Analisi Tecnica: Convergenza 025

Serie: Convergenze

Data: Dicembre 2025, Ascoli Piceno

Supporto: Original Polaroid (Color i-Type Film)

Attrezzatura: Polaroid Now+ | Luce continua

Tecnica: Doppia esposizione in-camera

Dimensioni: 107x88mm (Area immagine 79x79mm)

Stato: Acquisizione digitale

EN

Series: Convergences

Date: December 2025, Ascoli Piceno

Medium: Original Polaroid (Color i-Type Film)

Equipment: Polaroid Now+ | Continuous light

Technique: In-camera double exposure

Dimensions: 107x88mm (Image area 79x79mm)

Status: Digital acquisition

IT

CODICE ARCHIVIO: PROT.II.25

PROTOCOLLO: Convergenza Strutturale

DATI DI RILIEVO (Scheda di Laboratorio):

Soggetto: Composizione ritmata da volumi verticali sottili e superfici rettangolari traslucide; un elemento orizzontale attraversa la sezione superiore, creando una tensione lineare che stabilizza l'intera struttura. 

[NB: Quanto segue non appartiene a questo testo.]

//! Just enough of a `macro_rules!` parser to judge a definition's shape.
//!
//! A definition is a list of cases, each a pattern and a template. Both sides keep `$( ... )`
//! repetitions and delimited groups as structure; everything else is a loose token. Patterns
//! additionally pick out `$name:spec` fragments, templates `$name` placeholders.
//!
//! Repetitions remember the span of their parentheses, so the text inside them can be cut back
//! out of the definition's source.

use graft_api::idents::Ident;
use proc_macro2 as pm2;
use std::fmt;
use syn::{
    ext::IdentExt,
    parenthesized,
    parse::{Parse, ParseStream},
    spanned::Spanned,
    token, Token,
};

/// A parsed `macro_rules!` definition.
#[derive(Debug)]
pub struct MacroDef {
    pub name: Ident,
    pub cases: Vec<Case>,
}

/// `(pattern) => (template)`
#[derive(Debug)]
pub struct Case {
    pub pattern: Pattern,
    pub template: Template,
}

pub type Pattern = Seq<Fragment>;
pub type Template = Seq<Ident>;

/// The contents of one delimited level; `M` is what follows a lone `$`.
#[derive(Debug)]
pub struct Seq<M>(pub Vec<Piece<M>>);

#[derive(Debug)]
pub enum Piece<M> {
    Repetition(Repetition<M>),
    /// `(...)`, `[...]` or `{...}`
    Group(Seq<M>),
    Meta(M),
    Token(pm2::TokenTree),
}

/// `$( ... ) sep? op`. The separator and operator are skipped.
#[derive(Debug)]
pub struct Repetition<M> {
    pub paren: token::Paren,
    pub inner: Seq<M>,
}

/// `$name:spec`
#[derive(Debug)]
pub struct Fragment {
    pub name: Ident,
    pub spec: FragSpec,
}

#[derive(Debug, Clone, Copy, PartialEq, Eq)]
pub enum FragSpec {
    Block,
    Expr,
    Ident,
    Item,
    Lifetime,
    Literal,
    Meta,
    Pattern,
    PatternParam,
    Path,
    Statement,
    TokenTree,
    Type,
    Visibility,
}

const FRAG_SPECS: &[(&str, FragSpec)] = &[
    ("block", FragSpec::Block),
    ("expr", FragSpec::Expr),
    ("ident", FragSpec::Ident),
    ("item", FragSpec::Item),
    ("lifetime", FragSpec::Lifetime),
    ("literal", FragSpec::Literal),
    ("meta", FragSpec::Meta),
    ("pat", FragSpec::Pattern),
    ("pat_param", FragSpec::PatternParam),
    ("path", FragSpec::Path),
    ("stmt", FragSpec::Statement),
    ("tt", FragSpec::TokenTree),
    ("ty", FragSpec::Type),
    ("vis", FragSpec::Visibility),
];

impl fmt::Display for FragSpec {
    fn fmt(&self, f: &mut fmt::Formatter) -> fmt::Result {
        let name = FRAG_SPECS
            .iter()
            .find(|(_, spec)| spec == self)
            .map(|(name, _)| *name)
            .unwrap_or("?");
        f.write_str(name)
    }
}

impl Parse for MacroDef {
    fn parse(input: ParseStream) -> syn::Result<Self> {
        let item = input.parse::<syn::ItemMacro>()?;
        if !item.mac.path.is_ident("macro_rules") {
            return Err(syn::Error::new(item.mac.span(), "not a macro_rules! definition"));
        }
        let name = match &item.ident {
            Some(ident) => Ident::from(ident),
            None => return Err(syn::Error::new(item.mac.span(), "macro_rules! without a name")),
        };
        let cases = item.mac.parse_body_with(|input: ParseStream| {
            let mut cases = vec![];
            while !input.is_empty() {
                cases.push(input.parse::<Case>()?);
            }
            Ok(cases)
        })?;
        Ok(MacroDef { name, cases })
    }
}

impl Parse for Case {
    fn parse(input: ParseStream) -> syn::Result<Self> {
        let pattern = syn::parse2::<Pattern>(input.parse::<pm2::Group>()?.stream())?;
        input.parse::<Token![=>]>()?;
        let template = syn::parse2::<Template>(input.parse::<pm2::Group>()?.stream())?;
        if input.peek(Token![;]) {
            input.parse::<Token![;]>()?;
        }
        Ok(Case { pattern, template })
    }
}

impl Parse for Fragment {
    fn parse(input: ParseStream) -> syn::Result<Self> {
        let name = Ident::from(&input.call(pm2::Ident::parse_any)?);
        input.parse::<Token![:]>()?;
        let spec = input.parse::<FragSpec>()?;
        Ok(Fragment { name, spec })
    }
}

impl Parse for FragSpec {
    fn parse(input: ParseStream) -> syn::Result<Self> {
        let ident = input.parse::<pm2::Ident>()?;
        FRAG_SPECS
            .iter()
            .find(|(name, _)| ident == name)
            .map(|(_, spec)| *spec)
            .ok_or_else(|| {
                syn::Error::new(ident.span(), format!("unknown fragment specifier `{}`", ident))
            })
    }
}

/// Whatever follows a lone `$`: a fragment in patterns, a name in templates. Names may be
/// keywords, as in `$crate`.
pub trait Metavariable: Sized {
    fn parse_after_dollar(input: ParseStream) -> syn::Result<Self>;
}

impl Metavariable for Fragment {
    fn parse_after_dollar(input: ParseStream) -> syn::Result<Self> {
        input.parse()
    }
}

impl Metavariable for Ident {
    fn parse_after_dollar(input: ParseStream) -> syn::Result<Self> {
        Ok(Ident::from(&input.call(pm2::Ident::parse_any)?))
    }
}

impl<M: Metavariable> Parse for Seq<M> {
    fn parse(input: ParseStream) -> syn::Result<Self> {
        let mut pieces = vec![];
        while !input.is_empty() {
            let piece = if input.peek(Token![$]) && input.peek2(token::Paren) {
                Piece::Repetition(input.parse::<Repetition<M>>()?)
            } else if input.peek(Token![$]) {
                input.parse::<Token![$]>()?;
                Piece::Meta(M::parse_after_dollar(input)?)
            } else {
                match input.parse::<pm2::TokenTree>()? {
                    pm2::TokenTree::Group(group) => Piece::Group(syn::parse2(group.stream())?),
                    other => Piece::Token(other),
                }
            };
            pieces.push(piece);
        }
        Ok(Seq(pieces))
    }
}

impl<M: Metavariable> Parse for Repetition<M> {
    fn parse(input: ParseStream) -> syn::Result<Self> {
        input.parse::<Token![$]>()?;
        let inner;
        let paren = parenthesized!(inner in input);
        let inner = inner.parse::<Seq<M>>()?;

        // separator, then one of `*`, `+`, `?`
        loop {
            if input.is_empty() {
                return Err(input.error("repetition without `*`, `+` or `?`"));
            }
            match input.parse::<pm2::TokenTree>()? {
                pm2::TokenTree::Punct(punct) if "*+?".contains(punct.as_char()) => break,
                pm2::TokenTree::Group(group) => {
                    return Err(syn::Error::new(group.span(), "group as a repetition separator"))
                }
                _ => (),
            }
        }
        Ok(Repetition { paren, inner })
    }
}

Condizione luminosa: Luce fredda zenitale con una dominante bluastra intensa; la distribuzione della luce genera trasparenze sovrapposte, rendendo i solidi simili a proiezioni luminose piuttosto che a masse fisiche. 

Risposta del supporto: Marcato viraggio verso il blu cobalto e il ciano, con una saturazione profonda nelle zone di contatto tra i volumi; la doppia esposizione stratifica i piani, annullando la distinzione tra primo piano e sfondo. 

Rapporto spaziale: Organizzazione spaziale complessa basata sulla compenetrazione dei piani; la verticalità dei volumi centrali è bilanciata dalla rigidità dell'asse orizzontale, creando una griglia geometrica che ordina il campo visivo. 

EN

ARCHIVE CODE: PROT.II.25

REFERENCE PROTOCOL: Structural Convergence

LABORATORY DATA (Technical Sheet):

Subject: Composition rhythmic with slender vertical volumes and translucent rectangular surfaces; a horizontal element crosses the upper section, creating a linear tension that stabilizes the entire structure. 

Lighting condition: Cold zenithal light with an intense bluish dominant; the light distribution generates overlapping transparencies, making the solids appear more like light projections than physical masses. 

Media response: Marked shift toward cobalt blue and teal, with deep saturation in the contact areas between volumes; the double exposure layers the planes, canceling the distinction between foreground and background. 

Spatial relationship: Complex spatial organization based on the interpenetration of planes; the verticality of the central volumes is balanced by the rigidity of the horizontal axis, creating a geometric grid that orders the visual field.